Newt Gingrich
Former House Speaker Newt Gingrich has been accused of moral misconduct by his ex-wife Marianne Gingrich. Reuters

Newt Gingrich, a man who's vying to be the president of the U.S., thinks child labor laws are stupid.

That's right. We've apparently reached the point in the Republican primary race where candidates are unafraid to bash child labor laws, regulations that in a normal world would be safe from such a severe attack from a political figure running for national office. But, now, children are up for grabs. Yes, children, since Gingrich believes child labor laws -- and as an extension of those, unions -- are denying 9- to 14-year-olds their right to pick up a bucket-and-mop after class to help support their families.

Gingrich's remarks were made during a Q & A session at Harvard's Kennedy School of Government on Nov. 18, in a response to a student's question about income inequality in the U.S., an issue that has gained national prominence with the advent of the Occupy Wall Street movement. In a diatribe that's almost comically offensive, Gingrich said the rising rate of income inequality in the U.S. is the result of truly stupid rules -- which he refers to as child laws -- that he said has added to U.S. poverty rate and denies children the ability to learn the value of a hard day's work.

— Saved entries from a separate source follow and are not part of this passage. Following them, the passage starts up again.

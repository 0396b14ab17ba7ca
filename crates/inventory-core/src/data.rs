//! Schema-less structured data attached to entities.

use std::collections::BTreeMap;
use std::fmt;
use std::str::FromStr;

use serde::{Deserialize, Serialize};

use crate::error::{InventoryError, Result};
use crate::path::{RelativePath, RelativeSegment};

/// A recursive value tree: a scalar, an ordered list, or a key-ordered map.
#[derive(Debug, Clone, PartialEq, Default, Serialize, Deserialize)]
#[serde(untagged)]
pub enum StructuredData {
    #[default]
    Undefined,
    Bool(bool),
    Integral(i64),
    Floating(f64),
    String(String),
    List(Vec<StructuredData>),
    Map(BTreeMap<String, StructuredData>),
}

/// The top-level shape of a [`StructuredData`] value.
#[derive(Debug, Clone, Copy, PartialEq, Eq, Hash, Serialize, Deserialize)]
#[serde(rename_all = "lowercase")]
pub enum Shape {
    Undefined,
    Bool,
    Integral,
    Floating,
    String,
    List,
    Map,
}

impl Shape {
    pub fn is_container(&self) -> bool {
        matches!(self, Shape::List | Shape::Map)
    }

    pub fn name(&self) -> &'static str {
        match self {
            Shape::Undefined => "undefined",
            Shape::Bool => "bool",
            Shape::Integral => "integral",
            Shape::Floating => "floating",
            Shape::String => "string",
            Shape::List => "list",
            Shape::Map => "map",
        }
    }
}

impl FromStr for Shape {
    type Err = InventoryError;

    fn from_str(s: &str) -> Result<Self> {
        match s {
            "undefined" => Ok(Shape::Undefined),
            "bool" => Ok(Shape::Bool),
            "integral" => Ok(Shape::Integral),
            "floating" => Ok(Shape::Floating),
            "string" => Ok(Shape::String),
            "list" => Ok(Shape::List),
            "map" => Ok(Shape::Map),
            other => Err(InventoryError::Conversion {
                expected: "structured data shape".to_string(),
                actual: other.to_string(),
            }),
        }
    }
}

impl fmt::Display for Shape {
    fn fmt(&self, f: &mut fmt::Formatter<'_>) -> fmt::Result {
        f.write_str(self.name())
    }
}

impl StructuredData {
    pub fn top_level_shape(&self) -> Shape {
        match self {
            StructuredData::Undefined => Shape::Undefined,
            StructuredData::Bool(_) => Shape::Bool,
            StructuredData::Integral(_) => Shape::Integral,
            StructuredData::Floating(_) => Shape::Floating,
            StructuredData::String(_) => Shape::String,
            StructuredData::List(_) => Shape::List,
            StructuredData::Map(_) => Shape::Map,
        }
    }

    /// An empty container or an undefined scalar of the given shape.
    pub fn empty_of(shape: Shape) -> Self {
        match shape {
            Shape::List => StructuredData::List(Vec::new()),
            Shape::Map => StructuredData::Map(BTreeMap::new()),
            Shape::Bool => StructuredData::Bool(false),
            Shape::Integral => StructuredData::Integral(0),
            Shape::Floating => StructuredData::Floating(0.0),
            Shape::String => StructuredData::String(String::new()),
            Shape::Undefined => StructuredData::Undefined,
        }
    }

    /// The value with every container below the top level emptied.
    ///
    /// Direct children of a top-level container are kept, but any child that is
    /// itself a container is replaced by an empty container of the same shape.
    pub fn shallow(&self) -> Self {
        let marker = |child: &StructuredData| {
            let shape = child.top_level_shape();
            if shape.is_container() {
                StructuredData::empty_of(shape)
            } else {
                child.clone()
            }
        };

        match self {
            StructuredData::List(items) => StructuredData::List(items.iter().map(marker).collect()),
            StructuredData::Map(entries) => StructuredData::Map(
                entries
                    .iter()
                    .map(|(k, v)| (k.clone(), marker(v)))
                    .collect(),
            ),
            scalar => scalar.clone(),
        }
    }

    /// Walk a data-only relative path. Returns `None` if any step is missing.
    pub fn get(&self, path: &RelativePath) -> Option<&StructuredData> {
        let mut current = self;
        for segment in path.segments() {
            current = match (segment, current) {
                (RelativeSegment::Key(key), StructuredData::Map(entries)) => entries.get(key)?,
                (RelativeSegment::Index(index), StructuredData::List(items)) => items.get(*index)?,
                _ => return None,
            };
        }
        Some(current)
    }

    pub fn is_container(&self) -> bool {
        self.top_level_shape().is_container()
    }

    /// The scalar part of the value as JSON, `None` for containers.
    pub fn scalar_json(&self) -> Option<serde_json::Value> {
        match self {
            StructuredData::List(_) | StructuredData::Map(_) => None,
            scalar => Some(serde_json::Value::from(scalar.clone())),
        }
    }
}

impl From<serde_json::Value> for StructuredData {
    fn from(value: serde_json::Value) -> Self {
        match value {
            serde_json::Value::Null => StructuredData::Undefined,
            serde_json::Value::Bool(b) => StructuredData::Bool(b),
            serde_json::Value::Number(n) => match n.as_i64() {
                Some(i) => StructuredData::Integral(i),
                None => StructuredData::Floating(n.as_f64().unwrap_or_default()),
            },
            serde_json::Value::String(s) => StructuredData::String(s),
            serde_json::Value::Array(items) => {
                StructuredData::List(items.into_iter().map(Into::into).collect())
            }
            serde_json::Value::Object(entries) => StructuredData::Map(
                entries.into_iter().map(|(k, v)| (k, v.into())).collect(),
            ),
        }
    }
}

impl From<StructuredData> for serde_json::Value {
    fn from(data: StructuredData) -> Self {
        match data {
            StructuredData::Undefined => serde_json::Value::Null,
            StructuredData::Bool(b) => serde_json::Value::Bool(b),
            StructuredData::Integral(i) => serde_json::Value::from(i),
            StructuredData::Floating(f) => serde_json::Value::from(f),
            StructuredData::String(s) => serde_json::Value::String(s),
            StructuredData::List(items) => {
                serde_json::Value::Array(items.into_iter().map(Into::into).collect())
            }
            StructuredData::Map(entries) => serde_json::Value::Object(
                entries.into_iter().map(|(k, v)| (k, v.into())).collect(),
            ),
        }
    }
}

// ── Roles & Views ────────────────────────────────────────────────

/// The role a data entity plays for its owner. The role name is the data
/// entity's id, so an owner has at most one data entity per role.
#[derive(Debug, Clone, Copy, Serialize, Deserialize, PartialEq, Eq, Hash)]
#[serde(rename_all = "camelCase")]
pub enum DataRole {
    Configuration,
    ConnectionConfiguration,
    ConfigurationSchema,
    ConnectionConfigurationSchema,
}

impl DataRole {
    pub const ALL: [DataRole; 4] = [
        DataRole::Configuration,
        DataRole::ConnectionConfiguration,
        DataRole::ConfigurationSchema,
        DataRole::ConnectionConfigurationSchema,
    ];

    pub fn name(&self) -> &'static str {
        match self {
            DataRole::Configuration => "configuration",
            DataRole::ConnectionConfiguration => "connectionConfiguration",
            DataRole::ConfigurationSchema => "configurationSchema",
            DataRole::ConnectionConfigurationSchema => "connectionConfigurationSchema",
        }
    }
}

impl fmt::Display for DataRole {
    fn fmt(&self, f: &mut fmt::Formatter<'_>) -> fmt::Result {
        f.write_str(self.name())
    }
}

impl FromStr for DataRole {
    type Err = InventoryError;

    fn from_str(s: &str) -> Result<Self> {
        Self::ALL
            .into_iter()
            .find(|r| r.name() == s)
            .ok_or_else(|| InventoryError::IllegalArgument(format!("unknown data role '{s}'")))
    }
}

/// How much of a structured data tree to materialize.
#[derive(Debug, Clone, Copy, PartialEq, Eq)]
pub enum DataView {
    /// The full tree.
    Deep,
    /// The top-level value only; nested containers come back empty.
    Shallow,
}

Gingrich Says Poor Children Should Work as School Janitors

This is something that no liberal wants to deal with, said Gingrich. Core policies of protecting unionization and bureaucratization against children in the poorest neighborhoods, crippling them by putting them in schools that fail has done more to create income inequality in the United States than any other single policy.

Just what facts Gingrich has to support his astonishing claim is unclear. What's truly amazing is Gingrich made no mention of what could be done to actually improve those failing schools to engage lower-income students and put them on a path for educational success.

Instead, he dismissed the role of education and expounded on how poorer children need that extra push to learn how to make money at an early age and get any job that teaches you to show up on Monday, going so far as to suggest that schools in poor neighborhoods get rid of unionized janitors and employ students in their place. What's especially insulting is Gingrich specified poor kids are the ones who need to have the value of hard work hammered home, as though children of higher earners are born with an innate understanding of what's necessary for success.

However, this is Gingrich -- a man who has previously shown he's unafraid to say children from poor backgrounds are somehow less deserving than their more privileged counterparts. In 1994, just before becoming the Republican Speaker of the House, Gingrich publicly supported a proposal by the GOP that aimed to reduce the number of welfare recipients by placing the children of welfare mothers -- primarily, those with unconfirmed paternity and the children of women under age 18 born out of wedlock -- in orphanages.

When he was called out about the insensitivity of such a proposal, Gingrich famously responded that liberals exaggerated the horrors of orphanages and the foster care system, advising them to rent the 1938 Mickey Rooney film Boy's Town. Since, of course, a fictionalized account of a home for juvenile delinquents run by a kindly Spencer Tracy is apparently the closest Gingrich has ever been to an actual orphanage.

The GOP loves to accuse Democrats of inciting class warfare, but saying poor families should push their kids to get after-school jobs as early as elementary school instead of being a burden on the welfare system seems much more akin to class warfare than asking the wealthiest Americans to pay Clinton-era tax rates.

Child Laborers Likely to Underperform in School

No one is saying that kids don't benefit from learning the value of a dollar. But, studies have shown that working excessively during their formative years can have a life-lasting impact on children. For example, one February study from the University of Michigan found high school students who work more than 15 hours a week during the school year are more likely to struggle with subpar grades and lower college aspirations.

Child labor in the U.S. was commonplace until the Great Depression, when adults became so desperate for work that they were willing to toil for the same wages as children. President Franklin D. Roosevelt passed the Fair Labor Standards Act of 1938, a hallmark of his New Deal legislation that established a minimum employment age of 14, with restrictions, as well as a federal minimum wage and overtime pay in certain jobs. Before the law's passage, children often worked long hours side-by-side with adults in mines, textile plants and factories for considerably less pay.

Even the federal law has been attacked by organizations such as Human Rights Watch, since it contains an exception for agricultural work. As a result, Human Rights Watch reports hundreds of thousands of children under age 18 work on fields for unrestricted hours from age 12 on.

The case for strong child labor laws is based on a simple belief that all children, no matter the circumstances they're born into, should have an equal chance at obtaining an education.

Gingrich, by tying rising income inequality to young children's inability to work for hire, is deflecting attention from the real issues -- such as corporate bailouts, overspending, tax loopholes and the subprime mortgage crisis -- and attempting to shoulder the burden of the economic crisis on poor families and their children. That is simply despicable.